All stakeholders played an active and valued role in the implementation of the research, helping to connect researchers with study participants and establish treatment referral pathways, and were provided with regular progress updates (domain 3). The research team conducted interviews with stakeholders at an early stage of the research to gather advice on engagement with people with lived and living experience, research processes, and survey questions. Fieldwork support from stakeholder services was provided only to the extent permitted by available time and resources (domain 6 (research capacity): ‘Explain how the research supported the development and maintenance of Indigenous research capacity’, ‘Discuss how the research team undertook professional development opportunities to develop the capacity to partner with Indigenous stakeholders’). Cairns Sexual Health staff assisted Youth Link NSP workers with point-of-care testing when they had capacity. However, the level of demand for testing far exceeded expectations at the Cairns Youth Link site; participants often waited in line for testing. This created logistical problems and pressure on the staff conducting the testing, meaning some participants were turned away and told to return the following day. In future, careful contingency planning is needed to ensure participating services are not overburdened and participant engagement is not jeopardised.

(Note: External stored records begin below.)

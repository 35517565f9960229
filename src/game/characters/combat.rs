// Melee combat state machine
//
// Idle -> Attacking on attack input, back to Idle when the reset task fires.
// The hit check is a separate task armed at the same moment, so the two can
// fire in either order depending on tuning. A hit that resolves after the
// reset (attack_delay > attack_speed) still lands, even if a newer swing has
// started by then.

use glam::Vec3;

use super::animation::{AnimationClip, AnimationDriver};
use super::config::CombatConfig;
use crate::game::host::{
    Animator, AudioSink, DamageTargets, EffectKind, EffectSpawner, EntityId, Raycaster,
    Scheduler, SoundClip,
};

/// Pitch of the swing sound
pub const SWING_PITCH: f32 = 1.0;

/// Pitch of the impact sound
pub const HIT_PITCH: f32 = 1.0;

/// Seconds an impact effect stays in the world
pub const HIT_EFFECT_LIFETIME: f32 = 20.0;

/// Deferred work armed by a swing
#[derive(Debug, Clone, Copy, PartialEq, Eq, Hash)]
pub enum CombatTask {
    /// Return to idle and accept the next swing
    ResetAttack,
    /// Cast the hit ray and apply the outcome
    ResolveHit,
}

/// Externally visible phase of the machine
#[derive(Debug, Clone, Copy, PartialEq, Eq, Hash)]
pub enum CombatPhase {
    Idle,
    Attacking,
}

/// What a resolved swing connected with
#[derive(Debug, Clone, Copy, PartialEq)]
pub struct HitReport {
    pub point: Vec3,
    pub entity: Option<EntityId>,
    /// Whether the target could take damage
    pub damaged: bool,
}

/// Melee state owned by one character
#[derive(Debug, Clone)]
pub struct CombatState {
    config: CombatConfig,
    attacking: bool,
    ready_to_attack: bool,
    /// Selects the next swing clip: 0 -> A, 1 -> B
    attack_count: u8,
}

impl CombatState {
    pub fn new(config: CombatConfig) -> Self {
        Self {
            config,
            attacking: false,
            ready_to_attack: true,
            attack_count: 0,
        }
    }

    /// Try to start a swing. Rejected without side effects while a swing is
    /// in flight. Returns whether the swing started.
    pub fn try_attack<S, H>(
        &mut self,
        scheduler: &mut S,
        host: &mut H,
        animation: &mut AnimationDriver,
    ) -> bool
    where
        S: Scheduler<CombatTask> + ?Sized,
        H: AudioSink + Animator + ?Sized,
    {
        if !self.ready_to_attack || self.attacking {
            log::trace!("Attack rejected, swing already in flight");
            return false;
        }

        self.ready_to_attack = false;
        self.attacking = true;

        scheduler.schedule(CombatTask::ResetAttack, self.config.attack_speed);
        scheduler.schedule(CombatTask::ResolveHit, self.config.attack_delay);

        host.play_one_shot(SoundClip::SwordSwing, SWING_PITCH);

        let clip = if self.attack_count == 0 {
            self.attack_count = 1;
            AnimationClip::AttackA
        } else {
            self.attack_count = 0;
            AnimationClip::AttackB
        };
        animation.change(clip, host);

        log::debug!(
            "Swing started ({}), hit in {:.2}s, ready in {:.2}s",
            clip.name(),
            self.config.attack_delay,
            self.config.attack_speed
        );
        true
    }

    /// Run a task that came due. `origin`/`direction` describe the camera at
    /// the moment the task fires.
    pub fn run_task<H>(
        &mut self,
        task: CombatTask,
        origin: Vec3,
        direction: Vec3,
        host: &mut H,
    ) -> Option<HitReport>
    where
        H: Raycaster + AudioSink + EffectSpawner + DamageTargets + ?Sized,
    {
        match task {
            CombatTask::ResetAttack => {
                self.reset_attack();
                None
            }
            CombatTask::ResolveHit => self.resolve_hit(origin, direction, host),
        }
    }

    fn reset_attack(&mut self) {
        self.attacking = false;
        self.ready_to_attack = true;
        log::trace!("Attack reset, ready");
    }

    /// Cast the hit ray and apply sound, effect and damage on a hit
    pub fn resolve_hit<H>(&self, origin: Vec3, direction: Vec3, host: &mut H) -> Option<HitReport>
    where
        H: Raycaster + AudioSink + EffectSpawner + DamageTargets + ?Sized,
    {
        let hit = host.cast_ray(
            origin,
            direction,
            self.config.attack_distance,
            self.config.attack_layer,
        )?;

        host.play_one_shot(SoundClip::SwordHit, HIT_PITCH);
        host.spawn_effect(EffectKind::HitImpact, hit.point, HIT_EFFECT_LIFETIME);

        let target = match hit.entity {
            Some(entity) => host.damageable(entity),
            None => None,
        };
        let damaged = match target {
            Some(target) => {
                target.take_damage(self.config.attack_damage);
                true
            }
            None => false,
        };

        log::info!(
            "Swing hit {} at {:?} ({:.2}m){}",
            hit.entity
                .map_or_else(|| "unknown entity".to_string(), |e| format!("entity {e}")),
            hit.point,
            hit.distance,
            if damaged {
                format!(", {} damage", self.config.attack_damage)
            } else {
                String::new()
            }
        );

        Some(HitReport {
            point: hit.point,
            entity: hit.entity,
            damaged,
        })
    }

    pub fn phase(&self) -> CombatPhase {
        if self.attacking {
            CombatPhase::Attacking
        } else {
            CombatPhase::Idle
        }
    }

    pub fn is_attacking(&self) -> bool {
        self.attacking
    }

    pub fn is_ready(&self) -> bool {
        self.ready_to_attack
    }

    pub fn attack_count(&self) -> u8 {
        self.attack_count
    }

    pub fn config(&self) -> &CombatConfig {
        &self.config
    }
}

#[cfg(test)]
mod tests {
    use super::*;
    use crate::engine::physics::LayerMask;
    use crate::engine::timer::TimerQueue;
    use crate::game::characters::config::BASE_COMBAT;
    use crate::game::host::{Damageable, RayHit};

    #[derive(Default)]
    struct RecordingScheduler {
        armed: Vec<(CombatTask, f32)>,
    }

    impl Scheduler<CombatTask> for RecordingScheduler {
        fn schedule(&mut self, task: CombatTask, delay: f32) {
            self.armed.push((task, delay));
        }
    }

    #[derive(Default)]
    struct Dummy {
        damage_taken: i32,
    }

    impl Damageable for Dummy {
        fn take_damage(&mut self, amount: i32) {
            self.damage_taken += amount;
        }
    }

    #[derive(Default)]
    struct FakeHost {
        hit: Option<RayHit>,
        last_mask: std::cell::Cell<Option<LayerMask>>,
        sounds: Vec<(SoundClip, f32)>,
        crossfades: Vec<AnimationClip>,
        effects: Vec<(EffectKind, Vec3, f32)>,
        dummy: Dummy,
        dummy_id: EntityId,
    }

    impl Raycaster for FakeHost {
        fn cast_ray(
            &self,
            _origin: Vec3,
            _direction: Vec3,
            _max: f32,
            mask: LayerMask,
        ) -> Option<RayHit> {
            self.last_mask.set(Some(mask));
            self.hit
        }
    }

    impl AudioSink for FakeHost {
        fn play_one_shot(&mut self, clip: SoundClip, pitch: f32) {
            self.sounds.push((clip, pitch));
        }
    }

    impl Animator for FakeHost {
        fn crossfade(&mut self, clip: AnimationClip, _blend_duration: f32) {
            self.crossfades.push(clip);
        }
    }

    impl EffectSpawner for FakeHost {
        fn spawn_effect(&mut self, kind: EffectKind, position: Vec3, lifetime: f32) {
            self.effects.push((kind, position, lifetime));
        }
    }

    impl DamageTargets for FakeHost {
        fn damageable(&mut self, entity: EntityId) -> Option<&mut dyn Damageable> {
            if entity == self.dummy_id {
                Some(&mut self.dummy)
            } else {
                None
            }
        }
    }

    fn hit_at(entity: EntityId) -> RayHit {
        RayHit {
            point: Vec3::new(0.0, 1.6, -2.0),
            distance: 2.0,
            entity: Some(entity),
        }
    }

    #[test]
    fn test_starts_idle() {
        let combat = CombatState::new(BASE_COMBAT);
        assert_eq!(combat.phase(), CombatPhase::Idle);
        assert!(combat.is_ready());
        assert!(!combat.is_attacking());
        assert_eq!(combat.attack_count(), 0);
    }

    #[test]
    fn test_attack_arms_both_tasks_and_plays_swing() {
        let mut combat = CombatState::new(BASE_COMBAT);
        let mut scheduler = RecordingScheduler::default();
        let mut host = FakeHost::default();
        let mut animation = AnimationDriver::new();

        assert!(combat.try_attack(&mut scheduler, &mut host, &mut animation));
        assert_eq!(combat.phase(), CombatPhase::Attacking);
        assert!(!combat.is_ready());
        assert_eq!(
            scheduler.armed,
            vec![(CombatTask::ResetAttack, 1.0), (CombatTask::ResolveHit, 0.4)]
        );
        assert_eq!(host.sounds, vec![(SoundClip::SwordSwing, SWING_PITCH)]);
        assert_eq!(host.crossfades, vec![AnimationClip::AttackA]);
    }

    #[test]
    fn test_attack_while_attacking_is_rejected() {
        let mut combat = CombatState::new(BASE_COMBAT);
        let mut scheduler = RecordingScheduler::default();
        let mut host = FakeHost::default();
        let mut animation = AnimationDriver::new();

        combat.try_attack(&mut scheduler, &mut host, &mut animation);
        let count = combat.attack_count();

        for _ in 0..5 {
            assert!(!combat.try_attack(&mut scheduler, &mut host, &mut animation));
        }
        assert_eq!(scheduler.armed.len(), 2);
        assert_eq!(host.sounds.len(), 1);
        assert_eq!(host.crossfades.len(), 1);
        assert_eq!(combat.attack_count(), count);
    }

    #[test]
    fn test_clips_alternate_across_swings() {
        let mut combat = CombatState::new(BASE_COMBAT);
        let mut scheduler = RecordingScheduler::default();
        let mut host = FakeHost::default();
        let mut animation = AnimationDriver::new();

        for _ in 0..4 {
            assert!(combat.try_attack(&mut scheduler, &mut host, &mut animation));
            // Rejected attempt between swings must not consume the alternation
            assert!(!combat.try_attack(&mut scheduler, &mut host, &mut animation));
            combat.run_task(CombatTask::ResetAttack, Vec3::ZERO, Vec3::NEG_Z, &mut host);
        }

        assert_eq!(
            host.crossfades,
            vec![
                AnimationClip::AttackA,
                AnimationClip::AttackB,
                AnimationClip::AttackA,
                AnimationClip::AttackB
            ]
        );
    }

    #[test]
    fn test_reset_returns_to_idle() {
        let mut combat = CombatState::new(BASE_COMBAT);
        let mut scheduler = RecordingScheduler::default();
        let mut host = FakeHost::default();
        let mut animation = AnimationDriver::new();

        combat.try_attack(&mut scheduler, &mut host, &mut animation);
        combat.run_task(CombatTask::ResetAttack, Vec3::ZERO, Vec3::NEG_Z, &mut host);

        assert_eq!(combat.phase(), CombatPhase::Idle);
        assert!(combat.is_ready());
    }

    #[test]
    fn test_hit_applies_sound_effect_and_damage() {
        let combat = CombatState::new(BASE_COMBAT);
        let mut host = FakeHost {
            hit: Some(hit_at(9)),
            dummy_id: 9,
            ..Default::default()
        };

        let report = combat
            .resolve_hit(Vec3::new(0.0, 1.6, 0.0), Vec3::NEG_Z, &mut host)
            .expect("ray was scripted to hit");

        assert!(report.damaged);
        assert_eq!(report.entity, Some(9));
        assert_eq!(host.dummy.damage_taken, 1);
        assert_eq!(host.sounds, vec![(SoundClip::SwordHit, HIT_PITCH)]);
        assert_eq!(
            host.effects,
            vec![(EffectKind::HitImpact, report.point, HIT_EFFECT_LIFETIME)]
        );
    }

    #[test]
    fn test_hit_on_non_damageable_still_plays_effects() {
        let combat = CombatState::new(BASE_COMBAT);
        let mut host = FakeHost {
            hit: Some(hit_at(3)),
            dummy_id: 9,
            ..Default::default()
        };

        let report = combat
            .resolve_hit(Vec3::ZERO, Vec3::NEG_Z, &mut host)
            .expect("ray was scripted to hit");

        assert!(!report.damaged);
        assert_eq!(host.dummy.damage_taken, 0);
        assert_eq!(host.sounds.len(), 1);
        assert_eq!(host.effects.len(), 1);
    }

    #[test]
    fn test_hit_without_entity_is_skipped_quietly() {
        let combat = CombatState::new(BASE_COMBAT);
        let mut host = FakeHost {
            hit: Some(RayHit {
                entity: None,
                ..hit_at(0)
            }),
            ..Default::default()
        };

        let report = combat.resolve_hit(Vec3::ZERO, Vec3::NEG_Z, &mut host).unwrap();
        assert!(!report.damaged);
        assert_eq!(host.effects.len(), 1);
    }

    #[test]
    fn test_miss_has_no_side_effects() {
        let combat = CombatState::new(BASE_COMBAT);
        let mut host = FakeHost::default();

        assert!(combat.resolve_hit(Vec3::ZERO, Vec3::NEG_Z, &mut host).is_none());
        assert!(host.sounds.is_empty());
        assert!(host.effects.is_empty());
        assert_eq!(host.last_mask.get(), Some(LayerMask::ENEMY));
    }

    #[test]
    fn test_late_hit_lands_after_reset() {
        // attack_delay > attack_speed: the reset fires first and the hit still resolves
        let config = CombatConfig {
            attack_delay: 1.5,
            attack_speed: 1.0,
            ..BASE_COMBAT
        };
        let mut combat = CombatState::new(config);
        let mut timers = TimerQueue::new();
        let mut host = FakeHost {
            hit: Some(hit_at(9)),
            dummy_id: 9,
            ..Default::default()
        };
        let mut animation = AnimationDriver::new();

        combat.try_attack(&mut timers, &mut host, &mut animation);

        assert_eq!(timers.advance(1.0), vec![CombatTask::ResetAttack]);
        combat.run_task(CombatTask::ResetAttack, Vec3::ZERO, Vec3::NEG_Z, &mut host);
        assert_eq!(combat.phase(), CombatPhase::Idle);

        // A new swing starts before the first one's hit resolves
        assert!(combat.try_attack(&mut timers, &mut host, &mut animation));

        let due = timers.advance(0.5);
        assert_eq!(due, vec![CombatTask::ResolveHit]);
        for task in due {
            combat.run_task(task, Vec3::ZERO, Vec3::NEG_Z, &mut host);
        }

        // Damage from the first swing landed while the second one is in flight
        assert_eq!(host.dummy.damage_taken, 1);
        assert_eq!(combat.phase(), CombatPhase::Attacking);
    }
}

Theme 3: Capacity building

Under domain 6 (research capacity), ‘research should be of benefit to Indigenous stakeholders as well as to the research group’1. Reporting the capacity-building components of the project reinforces the research team values for working with Aboriginal and Torres Strait Islander Peoples1. The project created opportunities to embrace the knowledge of Aboriginal and Torres Strait Islander Peoples through their active engagement in the research process. The project coordinator, who organised and conducted most of the fieldwork, is a proud Aboriginal person (domain 6). Their professional development and right to self-determination were supported by all project partners throughout the research, and they were provided with appropriate research training (eg research design, interview skills, and data analysis). Specific expertise brought by the project coordinator and stakeholders included knowledge of racism and the impacts of colonisation, culturally informed research skills (eg yarning), and ways of identifying community needs (domain 6). The Aboriginal research coordinator presented findings at international and national conferences, including the 2022 World Indigenous Peoples Conference on Viral Hepatitis, and the 2024 UNSW Tackling Stigma Conference. All conference materials presented acknowledged Aboriginal and Torres Strait Islander authors and project contributors. Aboriginal and Torres Strait Islander partners and stakeholders will be consulted on all publications and reports arising from this project (domain 7 (analysis and interpretation): ‘Specify how the research analysis and reporting supported critical inquiry and a strength-based approach that was inclusive of Indigenous values’).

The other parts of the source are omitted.